- Birth name: Jackson Brazier
- Also known as: Jacko Brazier
- Born: 30 June 1993 (age 31)
- Origin: Melbourne, Australia
- Genres: R&B; pop;
- Occupation: Musician
- Instruments: Vocals; guitar;
- Years active: 2018–present
- Labels: Warner

= JXN (musician) =

Australian R&B musician

Jackson Brazier (born 30 June 1993), who performs as JXN, is an Australian R&B and pop music singer-songwriter-guitarist and internet personality. He issued his debut six-track extended play, Never a Sad Adventure, in May 2020.

==Career==
JXN had a following on Instagram as Jacko Brazier, prior to signing with Warner Music Australasia. In November 2018 he released his debut single, "Solitude". He followed with three singles in 2019, "Red Lights" featuring A Boogie Wit Da Hoodie, in April; "Going Off" featuring ASAP Twelvyy, in June; and "Just Okay" in October.

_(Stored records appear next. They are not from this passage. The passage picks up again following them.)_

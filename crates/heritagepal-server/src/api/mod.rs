//! HTTP API for HeritagePAL.
//!
//! All endpoints live under `/api`; `/healthz` sits at the root.
//!
//! # Endpoints
//!
//! - `/api/content/*` - Topic listings, summaries, search, and on-the-fly learning sets
//! - `/api/topics/*` - Topic catalogue (admin writes)
//! - `/api/grades/*` - Grades and grade/topic assignments (admin writes)
//! - `/api/quizzes/*` - Quizzes, practice exams, and answer scoring
//! - `/api/flashcards/*` - Flashcard decks and generation
//! - `/api/chat/*` - The AI tutor
//! - `/api/users/*` - Profile, learning sessions, and history (authenticated)
//! - `/api/admin/*` - Content administration (admin only)
//!
//! # Example
//!
//! ```no_run
//! use std::sync::Arc;
//!
//! use heritagepal_genai::OfflineGenerator;
//! use heritagepal_server::{create_router, AppState, Config};
//! use heritagepal_store::MemoryStore;
//!
//! # async fn example() {
//! let state = AppState::new(
//!     Config::default(),
//!     Arc::new(MemoryStore::seeded()),
//!     Arc::new(OfflineGenerator),
//! );
//!
//! let router = create_router(state);
//! let listener = tokio::net::TcpListener::bind("0.0.0.0:3001").await.unwrap();
//! axum::serve(listener, router).await.unwrap();
//! # }
//! ```

mod admin;
mod chat;
mod content;
mod flashcards;
mod grades;
mod quizzes;
mod topics;
mod users;

use std::sync::Arc;

use axum::{
    http::{header, HeaderValue, Method, StatusCode},
    response::{IntoResponse, Response},
    routing::get,
    Json, Router,
};
use heritagepal_genai::TextGenerator;
use heritagepal_store::{Grade, Store, StoreError};
use serde::{Deserialize, Serialize};
use serde_json::Value;
use tower_http::{
    cors::{AllowOrigin, CorsLayer},
    trace::TraceLayer,
};
use tracing::{error, warn};

use crate::{Config, HeritageError, LearningSetGenerator, PersistenceCoordinator};

/// Highest grade level served.
pub const MAX_GRADE: u8 = 6;

const INVALID_GRADE: &str = "Valid grade level (1-6) is required";

/// Client-facing messages for failures whose detail stays in the logs.
const GENERATION_FAILED: &str = "Failed to generate learning content";
const DATABASE_ERROR: &str = "Database error";
const INTERNAL_ERROR: &str = "Internal server error";

// ============================================================================
// Application State
// ============================================================================

/// Shared application state for the HTTP server.
///
/// Holds the configuration and the two external collaborators. Both are
/// trait objects so tests can substitute in-memory and scripted versions.
#[derive(Clone)]
pub struct AppState {
    /// Server configuration.
    pub config: Config,
    /// Database and auth service.
    pub store: Arc<dyn Store>,
    /// Text generation service.
    pub generator: Arc<dyn TextGenerator>,
}

impl std::fmt::Debug for AppState {
    fn fmt(&self, f: &mut std::fmt::Formatter<'_>) -> std::fmt::Result {
        f.debug_struct("AppState")
            .field("config", &self.config)
            .finish_non_exhaustive()
    }
}

impl AppState {
    /// Creates a new `AppState`.
    #[must_use]
    pub fn new(config: Config, store: Arc<dyn Store>, generator: Arc<dyn TextGenerator>) -> Self {
        Self {
            config,
            store,
            generator,
        }
    }

    /// Returns a learning-set generator over this state's generation service.
    #[must_use]
    pub fn learning_sets(&self) -> LearningSetGenerator {
        LearningSetGenerator::new(Arc::clone(&self.generator))
    }

    /// Returns a persistence coordinator over this state's store.
    #[must_use]
    pub fn persistence(&self) -> PersistenceCoordinator {
        PersistenceCoordinator::new(Arc::clone(&self.store))
    }
}

// ============================================================================
// API Error Type
// ============================================================================

/// Error body returned on failure.
#[derive(Debug, Clone, Serialize, Deserialize)]
pub struct ErrorResponse {
    /// Description of the error.
    pub error: String,
}

/// Error type for API handlers; each variant maps to one status code.
#[derive(Debug)]
pub enum ApiError {
    /// 400: missing or invalid input.
    BadRequest(String),
    /// 401: missing or invalid token.
    Unauthorized(String),
    /// 403: authenticated but not allowed.
    Forbidden(String),
    /// 404: referenced row does not exist.
    NotFound(String),
    /// 409: row already exists.
    Conflict(String),
    /// 500: store, generation, or data failure.
    Internal(String),
}

impl ApiError {
    /// Creates a `BadRequest` error.
    #[must_use]
    pub fn bad_request(message: impl Into<String>) -> Self {
        Self::BadRequest(message.into())
    }

    /// Creates a `NotFound` error.
    #[must_use]
    pub fn not_found(message: impl Into<String>) -> Self {
        Self::NotFound(message.into())
    }

    /// Returns the HTTP status for this error.
    #[must_use]
    pub const fn status(&self) -> StatusCode {
        match self {
            Self::BadRequest(_) => StatusCode::BAD_REQUEST,
            Self::Unauthorized(_) => StatusCode::UNAUTHORIZED,
            Self::Forbidden(_) => StatusCode::FORBIDDEN,
            Self::NotFound(_) => StatusCode::NOT_FOUND,
            Self::Conflict(_) => StatusCode::CONFLICT,
            Self::Internal(_) => StatusCode::INTERNAL_SERVER_ERROR,
        }
    }
}

impl From<HeritageError> for ApiError {
    fn from(err: HeritageError) -> Self {
        match err {
            HeritageError::InvalidInput(message) => Self::BadRequest(message),
            HeritageError::NotFound { .. } => Self::NotFound(err.to_string()),
            HeritageError::Store(StoreError::Api {
                status: 409,
                message,
            }) => Self::Conflict(message),
            HeritageError::CorruptQuiz { quiz_id, message } => {
                error!(quiz_id = %quiz_id, error = %message, "Stored quiz questions are corrupt");
                Self::Internal("Error parsing quiz questions".to_string())
            }
            HeritageError::GenerationFailed(source) => {
                error!(kind = %source.kind(), error = %source, "Generation service call failed");
                Self::Internal(GENERATION_FAILED.to_string())
            }
            HeritageError::PersistFailed { artifact, source } => {
                error!(%artifact, error = %source, "Learning session was not saved");
                Self::Internal(format!("Failed to save {artifact}"))
            }
            HeritageError::Store(source) => {
                error!(error = %source, "Store request failed");
                Self::Internal(DATABASE_ERROR.to_string())
            }
            other => {
                error!(error = %other, "Request failed internally");
                Self::Internal(INTERNAL_ERROR.to_string())
            }
        }
    }
}

impl From<StoreError> for ApiError {
    fn from(err: StoreError) -> Self {
        HeritageError::from(err).into()
    }
}

impl IntoResponse for ApiError {
    fn into_response(self) -> Response {
        let status = self.status();
        let message = match self {
            Self::BadRequest(msg)
            | Self::Unauthorized(msg)
            | Self::Forbidden(msg)
            | Self::NotFound(msg)
            | Self::Conflict(msg)
            | Self::Internal(msg) => msg,
        };

        if status.is_server_error() {
            error!(status = %status, error = %message, "Request failed");
        } else {
            warn!(status = %status, error = %message, "Request rejected");
        }

        let body = Json(ErrorResponse { error: message });
        (status, body).into_response()
    }
}

// ============================================================================
// Request helpers
// ============================================================================

/// Reads a grade level from a JSON number or numeric string.
pub(crate) fn grade_from_value(value: Option<&Value>) -> Option<u8> {
    let level = match value? {
        Value::Number(n) => n.as_u64()?,
        Value::String(s) => s.trim().parse().ok()?,
        _ => return None,
    };
    u8::try_from(level).ok().filter(|g| (1..=MAX_GRADE).contains(g))
}

/// Reads a grade level from a query or path string.
pub(crate) fn grade_from_str(value: Option<&str>) -> Option<u8> {
    value?
        .trim()
        .parse::<u8>()
        .ok()
        .filter(|g| (1..=MAX_GRADE).contains(g))
}

/// Like [`grade_from_value`], failing with the standard message.
pub(crate) fn require_grade(value: Option<&Value>) -> Result<u8, ApiError> {
    grade_from_value(value).ok_or_else(|| ApiError::bad_request(INVALID_GRADE))
}

/// Like [`grade_from_str`], failing with the standard message.
pub(crate) fn require_grade_str(value: Option<&str>) -> Result<u8, ApiError> {
    grade_from_str(value).ok_or_else(|| ApiError::bad_request(INVALID_GRADE))
}

/// Reads a non-empty string field.
pub(crate) fn non_empty(value: Option<&Value>) -> Option<&str> {
    value
        .and_then(Value::as_str)
        .map(str::trim)
        .filter(|s| !s.is_empty())
}

/// Fetches the grade with `level`, failing with 404.
pub(crate) async fn grade_for_level(state: &AppState, level: u8) -> Result<Grade, ApiError> {
    state
        .store
        .grade_by_level(level)
        .await?
        .ok_or_else(|| ApiError::not_found("Grade not found"))
}

/// Lists the ids of topics assigned to `grade_id`.
pub(crate) async fn topic_ids_for_grade(
    state: &AppState,
    grade_id: &str,
) -> Result<Vec<String>, ApiError> {
    Ok(state
        .store
        .list_grade_topics()
        .await?
        .into_iter()
        .filter(|gt| gt.grade_id == grade_id)
        .map(|gt| gt.topic_id)
        .collect())
}

/// Returns `true` if `topic_id` is assigned to `grade_id`.
pub(crate) async fn is_assigned(
    state: &AppState,
    grade_id: &str,
    topic_id: &str,
) -> Result<bool, ApiError> {
    Ok(state
        .store
        .list_grade_topics()
        .await?
        .iter()
        .any(|gt| gt.grade_id == grade_id && gt.topic_id == topic_id))
}

/// Reads a positive count from a JSON number or numeric string.
pub(crate) fn count_from_value(value: Option<&Value>) -> Option<usize> {
    let count = match value? {
        Value::Number(n) => usize::try_from(n.as_u64()?).ok()?,
        Value::String(s) => s.trim().parse().ok()?,
        _ => return None,
    };
    (count > 0).then_some(count)
}

// ============================================================================
// Router Setup
// ============================================================================

fn cors_layer(config: &Config) -> CorsLayer {
    let origins: Vec<HeaderValue> = config
        .cors_origins
        .iter()
        .filter_map(|origin| match HeaderValue::from_str(origin) {
            Ok(value) => Some(value),
            Err(e) => {
                warn!(origin = %origin, error = %e, "Ignoring invalid CORS origin");
                None
            }
        })
        .collect();

    CorsLayer::new()
        .allow_origin(AllowOrigin::list(origins))
        .allow_methods([
            Method::GET,
            Method::POST,
            Method::PUT,
            Method::DELETE,
            Method::OPTIONS,
        ])
        .allow_headers([header::AUTHORIZATION, header::CONTENT_TYPE])
        .allow_credentials(true)
}

/// Creates the HTTP router with all API endpoints.
///
/// # Arguments
///
/// * `state` - The shared application state
///
/// # Returns
///
/// An axum `Router` configured with:
/// - All API routes under `/api`
/// - `/healthz` at the root
/// - CORS restricted to the configured origins
/// - Tracing middleware for request logging
pub fn create_router(state: AppState) -> Router {
    let cors = cors_layer(&state.config);

    let api_routes = Router::new()
        .nest("/content", content::routes())
        .nest("/topics", topics::routes())
        .nest("/grades", grades::routes())
        .nest("/quizzes", quizzes::routes())
        .nest("/flashcards", flashcards::routes())
        .nest("/chat", chat::routes())
        .nest("/users", users::routes())
        .nest("/admin", admin::routes());

    Router::new()
        .route("/healthz", get(handle_health))
        .nest("/api", api_routes)
        .layer(TraceLayer::new_for_http())
        .layer(cors)
        .with_state(Arc::new(state))
}

/// Handler for `GET /healthz`.
async fn handle_health() -> Json<Value> {
    Json(serde_json::json!({
        "status": "ok",
        "message": "Server is up and running",
    }))
}

// ============================================================================
// Tests
// ============================================================================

He released his debut extended play, Never a Sad Adventure, in May 2020. Thomas Bleach felt, "his smooth RNB stylings injected with a fresh breeze of alt-pop... resonated with listeners and created an insane hype." Acid Stags Chris Salcie observed, "the organic and electronic instrumentation utilised blend with absolute ease across the six track offering."

==Touring==
Jackson supported Allday on the latter's Starry Night Over the Phone 2019 nationwide tour.

==Discography==

=== Extended plays ===

| Title | Details |
|---|---|
| Never a Sad Adventure | Released: 15 May 2020; Label: Warner Music Australia; Formats: Digital download, streaming; |

==Basketball career==
Brazier is also a semi-professional basketball player, having played in the South East Australian Basketball League (SEABL) for the Kilsyth Cobras between 2014 and 2016. He re-joined the Cobras in 2021 after a four-year hiatus to play in the NBL1 South. He is listed as a 195 cm guard.